**TRY IT**
Your task is to copy each line in the listing that includes the word "Result".

··········

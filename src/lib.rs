//! Motalk - Main Library
//!
//! Motalk is the authentication core of a social news application: an Axum
//! backend that registers users, verifies credentials, and issues session
//! tokens, together with the client-side session flow that persists those
//! tokens and routes the app to the right surface.
//!
//! # Overview
//!
//! This library provides:
//! - User registration and password login backed by bcrypt and PostgreSQL
//! - Stateless JWT session tokens with a fixed one-hour expiry
//! - Google ID-token login with first-login account provisioning
//! - A bearer-token verification middleware for protected endpoints
//! - A client credential store and session state machine
//!
//! # Module Structure
//!
//! The library is organized into three main modules:
//!
//! - **`shared`** - Types shared between the client and the backend
//!   - The `Role` enum, sanitized user profile, request/response bodies
//!
//! - **`backend`** - Server-side code
//!   - Axum HTTP server with the `/signup`, `/login`, `/google-login`, and
//!     `/me` endpoints
//!   - Session-token issuance and verification
//!   - Google identity-assertion verification against Google's JWKS
//!   - User persistence (PostgreSQL via sqlx, in-memory fallback)
//!
//! - **`client`** - Client-side auth flow (no UI)
//!   - HTTP API client for the auth endpoints
//!   - Durable credential store (token + cached user)
//!   - Session state machine selecting the user or admin surface
//!
//! # Usage
//!
//! ## Server-Side
//!
//! ```rust,no_run
//! use motalk::backend::server::init::create_app;
//!
//! # async fn example() {
//! let app = create_app().await;
//! // Serve `app` with axum
//! # }
//! ```
//!
//! ## Client-Side
//!
//! ```rust,no_run
//! use motalk::client::{api::AuthClient, config::ClientConfig, session::Session};
//! use motalk::client::credentials::CredentialStore;
//!
//! # async fn example() -> Result<(), Box<dyn std::error::Error>> {
//! let client = AuthClient::new(ClientConfig::new());
//! let store = CredentialStore::open()?;
//! let mut session = Session::restore(store)?;
//!
//! session.begin_login();
//! let response = client.login("a@example.com", "secret1").await?;
//! session.complete_login(response.user, response.token)?;
//! # Ok(())
//! # }
//! ```
//!
//! # Error Handling
//!
//! The library uses Rust's standard error handling:
//!
//! - `Result<T, E>` for fallible operations
//! - Custom error types in `backend::auth::error` and the client modules
//! - Server errors convert to JSON HTTP responses via `IntoResponse`

/// Types shared between the client and the backend
pub mod shared;

/// Backend server-side code
pub mod backend;

/// Client-side authentication flow
pub mod client;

··········

**THE COMPLETED TASK**
//! # async fn example() -> Result<(), Box<dyn std::error::Error>> {
//! - `Result<T, E>` for fallible operations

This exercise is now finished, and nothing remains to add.